Opened 16 years ago
Closed 16 years ago
#245 closed defect (fixed)
Distance should take Iterators
Reported by: | Peter | Owned by: | Peter |
---|---|---|---|
Priority: | major | Milestone: | yat 0.4 |
Component: | statistics | Version: | trunk |
Keywords: | Cc: |
Description (last modified by )
needs ticket:244
Well, in fact it should not take Iterators, but be templatized such that Iterators are accepted. But also std::vector<double>::const_iterator should be accepted.
In [889] this was implemented for iterators to unweighted containers. Extending the solution to iterators to weighted containers depends on ticket:247 and ticket:246.
In [890] this was implemented for iterators to weighted containers.
Change History (8)
comment:1 Changed 16 years ago by
comment:2 Changed 16 years ago by
Well I guess then there is only one way to this becuase the ANSI/ISO Standard says (14.5.2 p 3): "A member function template shall not be virtual." So alternative 1. will not compile.
But I also do not like being limited to AveragerPair? based distances. So I will try to figure out a third alternative for discussion.
comment:3 Changed 16 years ago by
Ok, I have looked at the code example (provided off the record), and it looks good.
Still to decide though is where the actual calculation of the distance will be performed. If we trash the Distance inheritance structure, how will it be done? Switch case blocks on a distance_tag?
comment:4 follow-ups: 5 6 Changed 16 years ago by
No the traits pattern avoids needing such things as switch case blocks (I guess you can think of it as if the switch/case is done at compile and not run-time). Here are the key components, briefly. I ignore any additional traits for the iterator types to separate for example weighted and unweighted implementations.
A function that needs to calculate a distance takes an object of type distance_tag (all names are tentative; I will try to check in a version tomorrow).
So for example
void f(const distance_tag& disttype) {
Do some things including calculating the following distance: double dist=vector_distance(begin1,begin1,end2,disttype);
}
The general distance function vector_distance only finds out what trait disttype has and calls the corresponding specialized vector_distance accordingly:
template <typename Iter, typename Dist> double vector_distance(Iter beg1,Iter end1, Iter beg2,const Dist& disttype) {
return vector_distance(beg1,end1,beg2,
typename distance_traits<Dist>::distance());
the word typename before distance_traits is needed by the compiler to have a chance to parse properly
}
Based on which object distance_traits<Dist>::distance() returns, different vector_distance functions are called, and each of them implements a specific algorithm.
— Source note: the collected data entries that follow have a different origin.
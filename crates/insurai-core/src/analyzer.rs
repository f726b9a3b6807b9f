//! Analysis request orchestration
//!
//! `Analyzer` validates the policy text, picks between the demo backend and
//! the live API, enforces the daily quota for live calls, tracks the state of
//! the current request, and publishes an event when a request finishes.
//!
//! # Usage
//!
//! ```rust,ignore
//! let store = Arc::new(SqliteQuotaStore::open(&path)?);
//! let analyzer = Analyzer::new(&AppConfig::load(None)?, store)?;
//! let mut events = analyzer.subscribe();
//!
//! let request = AnalysisRequest::new(text, PolicyType::Health, Jurisdiction::US);
//! match analyzer.analyze(request).await {
//!     Ok(outcome) => println!("risk: {:?}", outcome.result.risk_level),
//!     Err(e) => eprintln!("{}", e.user_message()),
//! }
//! ```

use std::sync::{Arc, Mutex, MutexGuard};

use tokio::sync::broadcast;
use tracing::{info, warn};

use crate::backend::{AnalysisBackend, AnalysisClient};
use crate::config::AppConfig;
use crate::error::{Error, Result};
use crate::models::{AnalysisRequest, AnalysisResult};
use crate::quota::{Clock, QuotaGate, QuotaStore};

/// Capacity of the event channel; slow subscribers miss older events
const EVENT_CAPACITY: usize = 16;

/// Where a result came from
#[derive(Debug, Clone, Copy, PartialEq, Eq)]
pub enum ResultSource {
    /// Synthesized locally
    Demo,
    /// Returned by the analysis API
    Live,
}

/// A finished analysis
#[derive(Debug, Clone, PartialEq)]
pub struct AnalysisOutcome {
    pub result: AnalysisResult,
    pub source: ResultSource,
    /// Live calls left today, reported after a live call
    pub remaining_calls: Option<u32>,
}

impl AnalysisOutcome {
    pub fn is_demo(&self) -> bool {
        self.source == ResultSource::Demo
    }
}

/// State of an analyzer's current (or last) request
#[derive(Debug, Clone, PartialEq, Default)]
pub enum AnalysisState {
    #[default]
    Idle,
    Loading,
    Success(AnalysisOutcome),
    Failure(String),
}

impl AnalysisState {
    pub fn is_loading(&self) -> bool {
        matches!(self, AnalysisState::Loading)
    }

    pub fn result(&self) -> Option<&AnalysisResult> {
        match self {
            AnalysisState::Success(outcome) => Some(&outcome.result),
            _ => None,
        }
    }

    pub fn error(&self) -> Option<&str> {
        match self {
            AnalysisState::Failure(message) => Some(message),
            _ => None,
        }
    }
}

/// Notification published when a request finishes
#[derive(Debug, Clone, PartialEq)]
pub enum AnalysisEvent {
    Completed(AnalysisOutcome),
    Failed { message: String },
}

/// Request orchestrator
pub struct Analyzer {
    client: AnalysisClient,
    quota: QuotaGate,
    contact: String,
    state: Mutex<AnalysisState>,
    events: broadcast::Sender<AnalysisEvent>,
}

impl Analyzer {
    /// Build an analyzer for the given configuration
    pub fn new(config: &AppConfig, store: Arc<dyn QuotaStore>) -> Result<Self> {
        let client = AnalysisClient::from_config(config)?;
        let quota = QuotaGate::new(store, config.daily_allowance);
        Ok(Self::with_client(client, quota, &config.contact()))
    }

    /// Build an analyzer around an explicit client and quota gate
    pub fn with_client(client: AnalysisClient, quota: QuotaGate, contact: &str) -> Self {
        let (events, _) = broadcast::channel(EVENT_CAPACITY);
        Self {
            client,
            quota,
            contact: contact.to_string(),
            state: Mutex::new(AnalysisState::Idle),
            events,
        }
    }

    /// Replace the quota gate's clock
    pub fn with_clock(mut self, clock: Arc<dyn Clock>) -> Self {
        self.quota = self.quota.with_clock(clock);
        self
    }

    /// Receive an event for every finished request
    pub fn subscribe(&self) -> broadcast::Receiver<AnalysisEvent> {
        self.events.subscribe()
    }

    pub fn is_demo(&self) -> bool {
        self.client.is_demo()
    }

    pub fn quota(&self) -> &QuotaGate {
        &self.quota
    }

    /// Snapshot of the current state
    pub fn state(&self) -> Result<AnalysisState> {
        Ok(self.lock_state()?.clone())
    }

    /// Run one analysis
    ///
    /// Rejected with [`Error::Busy`] while another request is in flight.
    /// Empty text fails validation without touching any backend and without
    /// publishing an event; every other failure publishes
    /// [`AnalysisEvent::Failed`].
    pub async fn analyze(&self, request: AnalysisRequest) -> Result<AnalysisOutcome> {
        {
            let mut state = self.lock_state()?;
            if state.is_loading() {
                warn!("Analysis requested while another is in progress");
                return Err(Error::Busy);
            }
            if !request.has_text() {
                *state = AnalysisState::Failure(Error::EmptyPolicy.user_message());
                return Err(Error::EmptyPolicy);
            }
            *state = AnalysisState::Loading;
        }

        let mut in_flight = InFlight {
            state: &self.state,
            finished: false,
        };

        match self.run(&request).await {
            Ok(outcome) => {
                info!(
                    source = ?outcome.source,
                    risk = ?outcome.result.risk_level,
                    remaining_calls = ?outcome.remaining_calls,
                    "Analysis complete"
                );
                in_flight.finish(AnalysisState::Success(outcome.clone()));
                let _ = self.events.send(AnalysisEvent::Completed(outcome.clone()));
                Ok(outcome)
            }
            Err(e) => {
                let message = e.user_message();
                warn!(error = %message, "Analysis failed");
                in_flight.finish(AnalysisState::Failure(message.clone()));
                let _ = self.events.send(AnalysisEvent::Failed { message });
                Err(e)
            }
        }
    }

    async fn run(&self, request: &AnalysisRequest) -> Result<AnalysisOutcome> {
        if self.client.is_demo() {
            let result = self.client.analyze(request).await?;
            return Ok(AnalysisOutcome {
                result,
                source: ResultSource::Demo,
                remaining_calls: None,
            });
        }

        let remaining = self.quota.remaining_calls_today()?;
        if remaining == 0 {
            warn!(
                allowance = self.quota.allowance(),
                "Daily live analysis limit reached"
            );
            return Err(Error::QuotaExhausted {
                allowance: self.quota.allowance(),
                contact: self.contact.clone(),
            });
        }

        let result = self.client.analyze(request).await?;

        // The API already answered; a bookkeeping failure must not discard it.
        let remaining_calls = match self.quota.record_call() {
            Ok(remaining) => Some(remaining),
            Err(e) => {
                warn!(error = %e, "Failed to record live analysis call");
                None
            }
        };

        Ok(AnalysisOutcome {
            result,
            source: ResultSource::Live,
            remaining_calls,
        })
    }

    fn lock_state(&self) -> Result<MutexGuard<'_, AnalysisState>> {
        self.state
            .lock()
            .map_err(|_| Error::State("Failed to acquire analyzer state lock".into()))
    }
}

/// Leaves `Loading` even if the request future is dropped mid-flight
struct InFlight<'a> {
    state: &'a Mutex<AnalysisState>,
    finished: bool,
}

impl InFlight<'_> {
    fn finish(&mut self, next: AnalysisState) {
        *self.state.lock().unwrap_or_else(|e| e.into_inner()) = next;
        self.finished = true;
    }
}

impl Drop for InFlight<'_> {
    fn drop(&mut self) {
        if !self.finished {
            let mut state = self.state.lock().unwrap_or_else(|e| e.into_inner());
            if state.is_loading() {
                *state = AnalysisState::Idle;
            }
        }
    }
}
Since all traits in this case only are typedefs the only overhead is an additional call to the general vector_distance function (which perhaps is optimized away sometimes?). "Everyone" should call the general vector_distance. Either way this is comparable to calling a virtual function in the solution "virtual template member function" that would not work anyway.
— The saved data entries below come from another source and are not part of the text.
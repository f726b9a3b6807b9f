//! CLI command tests
//!
//! This module contains all tests for the CLI commands.

use std::sync::Arc;
use std::time::Duration;

use chrono::Local;
use clap::Parser;
use insurai_core::test_utils::{MockAnalysisServer, MockResponse};
use insurai_core::{
    AnalysisOutcome, AnalysisResult, AppConfig, Coverage, Deductible, Jurisdiction, PolicyFlags,
    PolicyType, QuotaStore, ResultSource, RiskLevel, SqliteQuotaStore,
};
use tempfile::TempDir;

use crate::cli::{Cli, Commands};
use crate::commands::{self, AnalyzeOptions, PolicySource};

fn temp_store() -> (TempDir, Arc<SqliteQuotaStore>) {
    let dir = TempDir::new().unwrap();
    let store = Arc::new(SqliteQuotaStore::open(&dir.path().join("state.db")).unwrap());
    (dir, store)
}

fn demo_config() -> AppConfig {
    AppConfig {
        simulated_delay: Duration::ZERO,
        ..AppConfig::default()
    }
}

fn live_config(url: &str) -> AppConfig {
    let mut config = AppConfig {
        timeout: Duration::from_secs(5),
        ..AppConfig::default()
    };
    config.set_api_url(url);
    config.set_demo_password("letmein");
    config
}

fn sample_result() -> AnalysisResult {
    AnalysisResult {
        coverage: Some(Coverage {
            coverage_type: Some("Comprehensive Health".to_string()),
            coverage_amount: Some(insurai_core::Amount::Number(100000.0)),
            coverage_breakdown: Some(serde_json::json!({
                "covered": ["Emergency room visits", "Preventive care"]
            })),
        }),
        risk_level: Some(RiskLevel::Medium),
        deductibles: Some(vec![
            Deductible::Itemized {
                kind: "Annual".to_string(),
                amount: Some(insurai_core::Amount::Text("$1,000".to_string())),
            },
            Deductible::Text("$50 per visit".to_string()),
        ]),
        exclusions: Some(vec!["Cosmetic procedures".to_string()]),
        flags: Some(PolicyFlags::default()),
        required_actions: Some(vec!["Review exclusions".to_string()]),
    }
}

// ========== Argument Parsing Tests ==========

#[test]
fn test_parse_analyze_args() {
    let cli = Cli::try_parse_from([
        "insurai",
        "analyze",
        "--text",
        "Policy",
        "--type",
        "Travel",
        "-j",
        "uk",
        "--json",
    ])
    .unwrap();

    match cli.command {
        Commands::Analyze {
            text,
            policy_type,
            jurisdiction,
            json,
            demo,
            ..
        } => {
            assert_eq!(text.as_deref(), Some("Policy"));
            assert_eq!(policy_type, Some(PolicyType::Travel));
            assert_eq!(jurisdiction, Some(Jurisdiction::UK));
            assert!(json);
            assert!(!demo);
        }
        _ => panic!("expected analyze"),
    }
}

#[test]
fn test_parse_rejects_unknown_policy_type() {
    let result = Cli::try_parse_from(["insurai", "analyze", "--sample", "--type", "pet"]);
    assert!(result.is_err());
}

#[test]
fn test_parse_rejects_two_sources() {
    let result = Cli::try_parse_from(["insurai", "analyze", "--sample", "--text", "Policy"]);
    assert!(result.is_err());
}

#[test]
fn test_parse_global_flags_after_subcommand() {
    let cli = Cli::try_parse_from([
        "insurai",
        "quota",
        "--db",
        "/tmp/state.db",
        "--password",
        "pw",
        "-v",
    ])
    .unwrap();
    assert!(cli.verbose);
    assert_eq!(cli.password.as_deref(), Some("pw"));
    assert!(matches!(cli.command, Commands::Quota));
}

#[test]
fn test_policy_source_from_args() {
    assert_eq!(
        PolicySource::from_args(None, None, true),
        PolicySource::Sample
    );
    assert_eq!(PolicySource::from_args(None, None, false), PolicySource::Stdin);
    assert_eq!(
        PolicySource::from_args(None, Some("x".to_string()), false),
        PolicySource::Text("x".to_string())
    );
}

#[test]
fn test_policy_source_reads_file() {
    let dir = TempDir::new().unwrap();
    let path = dir.path().join("policy.txt");
    std::fs::write(&path, "Life policy").unwrap();

    let source = PolicySource::File(path);
    assert_eq!(source.read().unwrap(), "Life policy");

    let missing = PolicySource::File(dir.path().join("missing.txt"));
    assert!(missing.read().unwrap_err().to_string().contains("Failed to read"));
}

// ========== Rendering Tests ==========

#[test]
fn test_render_result_sections() {
    let out = commands::render_result(&sample_result());

    assert!(out.contains("Type: Comprehensive Health"));
    assert!(out.contains("Amount: 100000"));
    assert!(out.contains("covered: Emergency room visits, Preventive care"));
    assert!(out.contains("Risk: 🟡 MEDIUM"));
    assert!(out.contains("• Annual: $1,000"));
    assert!(out.contains("• $50 per visit"));
    assert!(out.contains("• Cosmetic procedures"));
    assert!(out.contains("✅ No issues detected"));
    assert!(out.contains("1. Review exclusions"));
}

#[test]
fn test_render_flags() {
    let result = AnalysisResult {
        risk_level: Some(RiskLevel::High),
        flags: Some(PolicyFlags {
            needs_legal_review: true,
            inconsistent_clauses_detected: false,
        }),
        ..Default::default()
    };
    let out = commands::render_result(&result);
    assert!(out.contains("🔴 HIGH"));
    assert!(out.contains("Needs legal review"));
    assert!(!out.contains("Inconsistent clauses"));
    assert!(!out.contains("No issues detected"));
}

#[test]
fn test_render_skips_missing_sections() {
    let out = commands::render_result(&AnalysisResult::default());
    assert!(out.is_empty());
}

#[test]
fn test_render_outcome_labels_demo() {
    let demo = AnalysisOutcome {
        result: sample_result(),
        source: ResultSource::Demo,
        remaining_calls: None,
    };
    let out = commands::render_outcome(&demo);
    assert!(out.contains("Policy Analysis (demo)"));
    assert!(out.contains("Demo result generated locally"));

    let live = AnalysisOutcome {
        source: ResultSource::Live,
        remaining_calls: Some(3),
        ..demo
    };
    let out = commands::render_outcome(&live);
    assert!(!out.contains("(demo)"));
    assert!(out.contains("Live analyses left today: 3"));
}

#[test]
fn test_render_config_masks_password() {
    let mut config = AppConfig::default();
    config.set_demo_password("hunter2");
    let out = commands::render_config(&config, None);
    assert!(!out.contains("hunter2"));
    assert!(out.contains("*******"));
    assert!(out.contains("Mode: live"));

    let out = commands::render_config(&AppConfig::default(), None);
    assert!(out.contains("Demo password: (not set)"));
    assert!(out.contains("Mode: demo (no password)"));
}

#[test]
fn test_mask() {
    assert_eq!(commands::mask("abc"), "***");
    assert_eq!(commands::mask("a-very-long-password"), "********");
}

// ========== Config Command Tests ==========

#[test]
fn test_load_config_flag_overrides() {
    let dir = TempDir::new().unwrap();
    let path = dir.path().join("config.toml");
    std::fs::write(&path, "[api]\nurl = \"http://file.example\"\n").unwrap();

    let config =
        commands::load_config(Some(&path), Some("http://flag.example/"), Some("pw")).unwrap();
    assert_eq!(config.api_url, "http://flag.example");
    assert_eq!(config.demo_password.as_deref(), Some("pw"));
}

#[test]
fn test_load_config_missing_file() {
    let dir = TempDir::new().unwrap();
    let result = commands::load_config(Some(&dir.path().join("nope.toml")), None, None);
    assert!(result.is_err());
}

#[test]
fn test_cmd_sample_and_config() {
    assert!(commands::cmd_sample().is_ok());
    assert!(commands::cmd_config(&AppConfig::default(), None).is_ok());
}

// ========== Quota Command Tests ==========

#[test]
fn test_cmd_quota_fresh_store() {
    let (_dir, store) = temp_store();
    let config = AppConfig::default();

    let status = commands::quota_status(&config, store.clone()).unwrap();
    assert_eq!(status.calls_used, 0);
    assert_eq!(status.remaining, config.daily_allowance);
    assert!(commands::cmd_quota(&config, store).is_ok());
}

#[test]
fn test_cmd_quota_exhausted_today() {
    let (_dir, store) = temp_store();
    store.set_date(Local::now().date_naive()).unwrap();
    store.set_calls(7).unwrap();

    let status = commands::quota_status(&AppConfig::default(), store.clone()).unwrap();
    assert_eq!(status.calls_used, 7);
    assert_eq!(status.remaining, 0);
    assert!(commands::cmd_quota(&AppConfig::default(), store).is_ok());
}

#[test]
fn test_open_store_creates_parent_dirs() {
    let dir = TempDir::new().unwrap();
    let path = dir.path().join("nested").join("state.db");
    let store = commands::open_store(Some(&path)).unwrap();
    assert_eq!(store.get_calls().unwrap(), 0);
    assert!(path.exists());
}

// ========== Analyze Command Tests ==========

#[tokio::test]
async fn test_analyze_demo_sample() {
    let (_dir, store) = temp_store();
    let outcome = commands::run_analysis(
        demo_config(),
        store.clone(),
        &PolicySource::Sample,
        &AnalyzeOptions::default(),
    )
    .await
    .unwrap();

    assert!(outcome.is_demo());
    assert_eq!(outcome.result.risk_level, Some(RiskLevel::Medium));
    assert_eq!(store.get_calls().unwrap(), 0);
}

#[tokio::test]
async fn test_analyze_empty_text_fails() {
    let (_dir, store) = temp_store();
    let err = commands::run_analysis(
        demo_config(),
        store,
        &PolicySource::Text("   ".to_string()),
        &AnalyzeOptions::default(),
    )
    .await
    .unwrap_err();
    assert_eq!(err.to_string(), "Please enter policy text to analyze");
}

#[tokio::test]
async fn test_analyze_live_end_to_end() {
    let server = MockAnalysisServer::start(MockResponse::ok(&sample_result())).await;
    let (_dir, store) = temp_store();
    let options = AnalyzeOptions {
        policy_type: Some(PolicyType::Home),
        jurisdiction: Some(Jurisdiction::AU),
        json: true,
        ..Default::default()
    };

    commands::cmd_analyze(
        live_config(&server.url()),
        store.clone(),
        &PolicySource::Text("Home policy".to_string()),
        &options,
    )
    .await
    .unwrap();

    assert_eq!(server.hits(), 1);
    assert_eq!(server.last_password().as_deref(), Some("letmein"));
    let body = server.last_body().unwrap();
    assert_eq!(body["policyType"], "home");
    assert_eq!(body["jurisdiction"], "AU");
    assert_eq!(store.get_calls().unwrap(), 1);
}

#[tokio::test]
async fn test_analyze_demo_flag_skips_server() {
    let server = MockAnalysisServer::start(MockResponse::ok(&sample_result())).await;
    let (_dir, store) = temp_store();
    let mut config = live_config(&server.url());
    config.simulated_delay = Duration::ZERO;
    let options = AnalyzeOptions {
        demo: true,
        ..Default::default()
    };

    let outcome = commands::run_analysis(config, store, &PolicySource::Sample, &options)
        .await
        .unwrap();
    assert!(outcome.is_demo());
    assert_eq!(server.hits(), 0);
}

#[tokio::test]
async fn test_analyze_live_error_message() {
    let server = MockAnalysisServer::start(MockResponse::status(
        401,
        r#"{"error": "Demo password required", "message": "Ask us for a password."}"#,
    ))
    .await;
    let (_dir, store) = temp_store();

    let err = commands::run_analysis(
        live_config(&server.url()),
        store.clone(),
        &PolicySource::Sample,
        &AnalyzeOptions::default(),
    )
    .await
    .unwrap_err();

    assert!(err
        .to_string()
        .starts_with("Password Required: Ask us for a password."));
    assert_eq!(store.get_calls().unwrap(), 0);
}

#[tokio::test]
async fn test_analyze_live_quota_exhausted() {
    let server = MockAnalysisServer::start(MockResponse::ok(&sample_result())).await;
    let (_dir, store) = temp_store();
    store.set_date(Local::now().date_naive()).unwrap();
    store.set_calls(5).unwrap();

    let err = commands::run_analysis(
        live_config(&server.url()),
        store,
        &PolicySource::Sample,
        &AnalyzeOptions::default(),
    )
    .await
    .unwrap_err();

    assert!(err.to_string().contains("Daily demo limit reached"));
    assert_eq!(server.hits(), 0);
}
For classes such as NCC they would take nad keep as a private member a const distance_tag just as the function f.
Finally for completeness here is what distance_traits would look like together with two different distance tags:
template <class T> struct distance_traits {
typedef typename T::distance distance;
};
struct distance_type {
typedef distance_type distance;
}; struct euclidean_type
: public distance_type { typedef euclidean_type distance;
}; struct pearson_type
: public distance_type { typedef pearson_type distance;
};
And all we would have to do to call f in a main program with pearson distance would be to do:
f(pearson_type());
Now f will call the general vector_distance and the general vector_distance will call:
template <typename Iter> double vector_distance(Iter beg1,Iter beg2,Iter end, const pearson_type& disttype) {
Calculate and return pearson distance using beg1, beg2 and beg3
}
because distance_traits<Dist>::distance() will in this case inside f return an object of type pearson_type.
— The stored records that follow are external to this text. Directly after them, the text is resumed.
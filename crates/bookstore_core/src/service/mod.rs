//! Core use-case services.
//!
//! # Responsibility
//! - Orchestrate repository calls into confirmation-gated workflows.
//! - Keep the terminal layer decoupled from storage details.

pub mod catalogue_service;
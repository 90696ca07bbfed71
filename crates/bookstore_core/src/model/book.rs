//! Book record model and input parsing.
//!
//! # Responsibility
//! - Define the canonical `BookRecord` stored in the catalogue table.
//! - Normalize user-entered ids, text fields and quantities at the boundary.
//!
//! # Invariants
//! - New ids are exactly four ASCII digits before integer conversion.
//! - `quantity` is never negative.
//! - Blank title/author/quantity on creation fall back to fixed placeholders.

use once_cell::sync::Lazy;
use regex::Regex;
use serde::{Deserialize, Serialize};
use std::error::Error;
use std::fmt::{Display, Formatter};

static BOOK_ID_RE: Lazy<Regex> =
    Lazy::new(|| Regex::new(r"^[0-9]{4}$").expect("valid book id regex"));

/// Integer identifier shared by storage and callers.
pub type BookId = i64;

/// Title stored when the caller leaves the title blank on creation.
pub const DEFAULT_TITLE: &str = "default_book_title";
/// Author stored when the caller leaves the author blank on creation.
pub const DEFAULT_AUTHOR: &str = "default_book_author";
/// Quantity stored when the caller leaves the quantity blank on creation.
pub const DEFAULT_QUANTITY: i64 = 0;

/// One catalogue entry.
#[derive(Debug, Clone, PartialEq, Eq, Serialize, Deserialize)]
pub struct BookRecord {
    pub id: BookId,
    pub title: String,
    pub author: String,
    /// Copies in stock.
    pub quantity: i64,
}

impl BookRecord {
    pub fn new(
        id: BookId,
        title: impl Into<String>,
        author: impl Into<String>,
        quantity: i64,
    ) -> Self {
        Self {
            id,
            title: title.into(),
            author: author.into(),
            quantity,
        }
    }

    /// Builds a new record from optional user input, applying placeholders
    /// for blank fields.
    pub fn with_defaults(
        id: BookId,
        title: Option<&str>,
        author: Option<&str>,
        quantity: Option<i64>,
    ) -> Self {
        Self {
            id,
            title: non_blank(title).unwrap_or(DEFAULT_TITLE).to_string(),
            author: non_blank(author).unwrap_or(DEFAULT_AUTHOR).to_string(),
            quantity: quantity.unwrap_or(DEFAULT_QUANTITY),
        }
    }

    /// Validates write-time invariants.
    pub fn validate(&self) -> Result<(), BookValidationError> {
        if self.quantity < 0 {
            return Err(BookValidationError::InvalidQuantity(
                self.quantity.to_string(),
            ));
        }
        Ok(())
    }
}

/// Rejected user input.
#[derive(Debug, Clone, PartialEq, Eq)]
pub enum BookValidationError {
    /// Id is not exactly four numeric characters.
    InvalidId(String),
    /// Quantity is not a non-negative integer.
    InvalidQuantity(String),
}

impl Display for BookValidationError {
    fn fmt(&self, f: &mut Formatter<'_>) -> std::fmt::Result {
        match self {
            Self::InvalidId(value) => {
                write!(f, "invalid book id `{value}`: expected exactly 4 digits")
            }
            Self::InvalidQuantity(value) => write!(
                f,
                "invalid quantity `{value}`: expected a whole number of copies"
            ),
        }
    }
}

impl Error for BookValidationError {}

/// Parses a new-record id. The trimmed text must be exactly four ASCII
/// digits; leading zeros are allowed and dropped by integer conversion.
pub fn parse_book_id(raw: &str) -> Result<BookId, BookValidationError> {
    let trimmed = raw.trim();
    if !BOOK_ID_RE.is_match(trimmed) {
        return Err(BookValidationError::InvalidId(trimmed.to_string()));
    }
    trimmed
        .parse::<BookId>()
        .map_err(|_| BookValidationError::InvalidId(trimmed.to_string()))
}

/// Parses an optional quantity field. Blank input yields `None`.
pub fn parse_quantity(raw: &str) -> Result<Option<i64>, BookValidationError> {
    let trimmed = raw.trim();
    if trimmed.is_empty() {
        return Ok(None);
    }
    match trimmed.parse::<i64>() {
        Ok(value) if value >= 0 => Ok(Some(value)),
        _ => Err(BookValidationError::InvalidQuantity(trimmed.to_string())),
    }
}

pub(crate) fn non_blank(value: Option<&str>) -> Option<&str> {
    value.filter(|text| !text.trim().is_empty())
}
comment:5 Changed 16 years ago by
Replying to markus:
Based on which object distance_traits<Dist>::distance() returns, different vector_distance functions are called, and each of them implements a specific algorithm.
It should say creates instead of returns above.
comment:6 Changed 16 years ago by
distance_tag should be replaced with distance_type everywhere:
Here ...
A function that needs to calculate a distance takes an object of type distance_tag (all names are tentative; I will try to check in a version tomorrow).
So for example
void f(const distance_tag& disttype)
... and here ...
For classes such as NCC they would take nad keep as a private member a const distance_tag just as the function f.
... and here
Finally for completeness here is what distance_traits would look like together with two different distance tags:
comment:7 Changed 16 years ago by
Description: | modified (diff) |
---|
comment:8 Changed 16 years ago by
Description: | modified (diff) |
---|---|
Resolution: | → fixed |
Status: | new → closed |
There are two ways to do this
I admit neither of these solutions are perfect, so if someone has a better solution, spread the word. The bad side of 2) is that it forces a Distance to be calculated grom an AveragerPair?. That is perhaps not such a big limitation, but it makes, e.g., rank-based distances such as Spearman correlation impossible. The bad side about 1) is that we have a virtual templatized function, which seems a bit fishy to me and I've read somewhere that "Avoid having..."